First of all, let me take a little bit of issue with the way you framed the question. I don't want to get drawn into a partisan debate about “You broke the public service”—“No, you broke the public service.” My message to you is the public service is not broken. It's healthy, and it is learning and it is getting better. We learn the lessons and we move forward. I warned the Auditor General that his report could be weaponized and turned into partisan politics, and I think I've been proven right on that.
The issue that nobody really wants you to talk about is the underlying human resource system. We have 79 classification ladders. We have 650 distinct classification groups. We have thousands of special payrolls and allowances. It would be very challenging to build a pay system that can cope with all of that at a level of excellence. I think I would not be lured into spending a lot more time and energy on the forensics of what happened unless it's going to inform a way forward.

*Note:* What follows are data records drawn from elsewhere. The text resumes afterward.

use std::time::Duration;

#[derive(Debug, Clone, Copy, PartialEq, Eq)]
pub enum StoreBackend {
    Postgres,
    Memory,
}

pub struct Env {
    pub jwt_secret: String,
    pub database_url: String,
    pub redis_url: String,
    pub frontend_url: String,
    pub ip: String,
    pub port: u16,
    pub relationship_store: StoreBackend,
    pub store_timeout: Duration,
    pub fanout_max_attempts: u32,
    pub fanout_retry_backoff: Duration,
}

impl Env {
    fn new() -> Self {
        let jwt_secret = std::env::var("SECRET_KEY")
            .expect("SECRET_KEY must be set in .env file or environment variable");

        let database_url = std::env::var("DATABASE_URL")
            .expect("DATABASE_URL must be set in .env file or environment variable");
        let redis_url = std::env::var("REDIS_URL")
            .expect("REDIS_URL must be set in .env file or environment variable");

        let frontend_url =
            std::env::var("FRONTEND_URL").unwrap_or_else(|_| "http://localhost:5173".to_string());
        let ip = std::env::var("IP").unwrap_or_else(|_| "127.0.0.1".to_string());
        let port = std::env::var("PORT")
            .unwrap_or_else(|_| "8080".to_string())
            .parse::<u16>()
            .expect("PORT must be a valid u16 integer");

        let relationship_store = match std::env::var("RELATIONSHIP_STORE")
            .unwrap_or_else(|_| "postgres".to_string())
            .to_lowercase()
            .as_str()
        {
            "postgres" => StoreBackend::Postgres,
            "memory" => StoreBackend::Memory,
            other => panic!("RELATIONSHIP_STORE must be `postgres` or `memory`, got `{other}`"),
        };

        let store_timeout = std::env::var("STORE_TIMEOUT_MS")
            .unwrap_or_else(|_| "5000".to_string())
            .parse::<u64>()
            .map(Duration::from_millis)
            .expect("STORE_TIMEOUT_MS must be a valid u64 integer");
        let fanout_max_attempts = std::env::var("FANOUT_MAX_ATTEMPTS")
            .unwrap_or_else(|_| "3".to_string())
            .parse::<u32>()
            .expect("FANOUT_MAX_ATTEMPTS must be a valid u32 integer");
        let fanout_retry_backoff = std::env::var("FANOUT_RETRY_BACKOFF_MS")
            .unwrap_or_else(|_| "250".to_string())
            .parse::<u64>()
            .map(Duration::from_millis)
            .expect("FANOUT_RETRY_BACKOFF_MS must be a valid u64 integer");

        Env {
            jwt_secret,
            database_url,
            redis_url,
            frontend_url,
            ip,
            port,
            relationship_store,
            store_timeout,
            fanout_max_attempts,
            fanout_retry_backoff,
        }
    }
}

impl Default for Env {
    fn default() -> Self {
        Self::new()
    }
}
use uuid::Uuid;

use crate::{
    api::error,
    modules::user::{repository::UserRepository, schema::UserProfile},
};

#[derive(Clone)]
pub struct UserRepositoryPg {
    pool: sqlx::PgPool,
}

impl UserRepositoryPg {
    pub fn new(pool: sqlx::PgPool) -> Self {
        Self { pool }
    }
}

#[async_trait::async_trait]
impl UserRepository for UserRepositoryPg {
    async fn find_profile(&self, id: &Uuid) -> Result<Option<UserProfile>, error::SystemError> {
        let profile = sqlx::query_as::<_, UserProfile>(
            r#"
            SELECT id, username, display_name, avatar_url, status
            FROM users
            WHERE id = $1 AND deleted_at IS NULL
            "#,
        )
        .bind(id)
        .fetch_optional(&self.pool)
        .await?;
        Ok(profile)
    }
}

My advice to you is that we have to do some structural reform on the public service. There are too many layers. I joined the public service 37 years ago and I have climbed 15 layers to get to the job I have now. I'm very proud of that, but I'm dismayed there were 15 layers. There should have been fewer. I don't think we need five layers of executives. I don't think we need all the layers and complexity in the underlying HR system. If we're going to be nimble and fast and move people from place to place, from task to task, from work to work, we're going to have to have a 21st-century human resource system underneath it, but that's something the unions have a veto on because most of it is collective bargaining territory. It's going to be a big challenge to change that.